South Portland officials want to improve the city-owned Portland Street Pier to better support commercial fishing and aquaculture.

SOUTH PORTLAND — City officials are going forward with an estimated $1.2 million plan to upgrade and expand the Portland Street Pier, hoping to make the most of a long-neglected municipal asset, but stopping short of expanding it into a much larger year-round facility.

The City Council picked the least expensive of four redevelopment options included in a new feasibility report, which also found growing need for an improved municipal pier that would better serve both commercial fishing and an increasing number of aquaculture users.

Five of seven city councilors tentatively endorsed a $900,000 redevelopment option last week, bypassing three more expensive options ranging from $7.4 million to $12.1 million, Mayor Linda Cohen said.

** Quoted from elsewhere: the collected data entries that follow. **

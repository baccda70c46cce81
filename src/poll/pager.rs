//! Page requests: the network round trip and what comes back from it.
//!
//! The engine never awaits the remote service inline. [`spawn_fetch`] runs
//! the request as its own task and posts a [`PageResponse`] back on the
//! engine's channel, tagged with the request's generation so the engine can
//! drop answers it no longer wants (restarted or stopped meanwhile).

use std::sync::Arc;

use tokio::sync::mpsc;
use tracing::debug;

use crate::source::{FeedId, Message, MessageId, PageSource};

/// How a page ended, as decided by the engine while walking it.
#[derive(Debug, Clone, Copy, PartialEq, Eq)]
pub enum PageSignal {
    /// Items were walked, none of them known.
    PageLoaded,
    /// The source had nothing older than the cursor.
    AllHistoryLoaded,
    /// The walk stopped on an id sitting on a finalized segment bound.
    ReachedKnownSegment(MessageId),
}

impl PageSignal {
    pub fn as_str(&self) -> &'static str {
        match self {
            PageSignal::PageLoaded => "page-loaded",
            PageSignal::AllHistoryLoaded => "all-history-loaded",
            PageSignal::ReachedKnownSegment(_) => "reached-known-segment",
        }
    }
}

#[derive(Debug, Clone, Copy, PartialEq, Eq)]
pub struct PageRequest {
    pub feed_id: FeedId,
    /// Fetch messages older than this id; 0 for the newest.
    pub cursor: MessageId,
    pub limit: u32,
    pub generation: u64,
}

#[derive(Debug)]
pub struct PageResponse {
    pub request: PageRequest,
    pub result: anyhow::Result<Vec<Message>>,
}

/// What the walk over one page observed.
#[derive(Debug, Clone, Copy, PartialEq, Eq)]
pub struct PageState {
    /// Cursor the page was requested with.
    pub cursor: MessageId,
    /// First (newest) id walked, 0 if none.
    pub first_id: MessageId,
    /// Last (oldest) id walked, 0 if none. This is the page's cursor.
    pub last_id: MessageId,
    pub visited: usize,
}

impl PageState {
    pub fn new(cursor: MessageId) -> Self {
        Self {
            cursor,
            first_id: 0,
            last_id: 0,
            visited: 0,
        }
    }

    pub fn observe(&mut self, id: MessageId) {
        if self.visited == 0 {
            self.first_id = id;
        }
        self.last_id = id;
        self.visited += 1;
    }
}

/// Run `request` against `source` in the background and send the answer to
/// `responses`.
pub fn spawn_fetch<S>(
    source: Arc<S>,
    request: PageRequest,
    responses: mpsc::UnboundedSender<PageResponse>,
) where
    S: PageSource + ?Sized + 'static,
{
    tokio::spawn(async move {
        let result = source
            .fetch_page(request.feed_id, request.cursor, 0, request.limit)
            .await;
        if responses.send(PageResponse { request, result }).is_err() {
            // Engine gone; nothing to deliver to.
            debug!(feed_id = request.feed_id, "Dropped page response for closed engine");
        }
    });
}

/// Order a raw page newest-first, keep only ids strictly below a non-zero
/// `cursor` and drop duplicate ids.
///
/// Items without an id are kept (at the end) so the classifier can account
/// for them.
pub fn prepare_page(mut messages: Vec<Message>, cursor: MessageId) -> Vec<Message> {
    messages.retain(|m| match m.id {
        Some(id) => cursor == 0 || id < cursor,
        None => true,
    });
    messages.sort();
    messages.dedup_by(|a, b| a.id.is_some() && a.id == b.id);
    messages
}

The cost estimate for the preferred option didn’t account for potential dredging, which was estimated to be more than $200,000 for the more expensive options, or $155,000 in additional engineering and permitting fees outlined in council documents, all of which would push the cost to at least $1.2 million.

“It kind of left us hanging, not knowing what the cost of dredging might be,” Cohen said. “There are still a lot of moving parts, but it goes without saying that we’ve got to repair and upgrade what’s there.”

In a workshop session last week, the council directed Assistant City Manager Josh Reny to report back with cost estimates for any dredging that might be necessary to put the low-cost scheme into action.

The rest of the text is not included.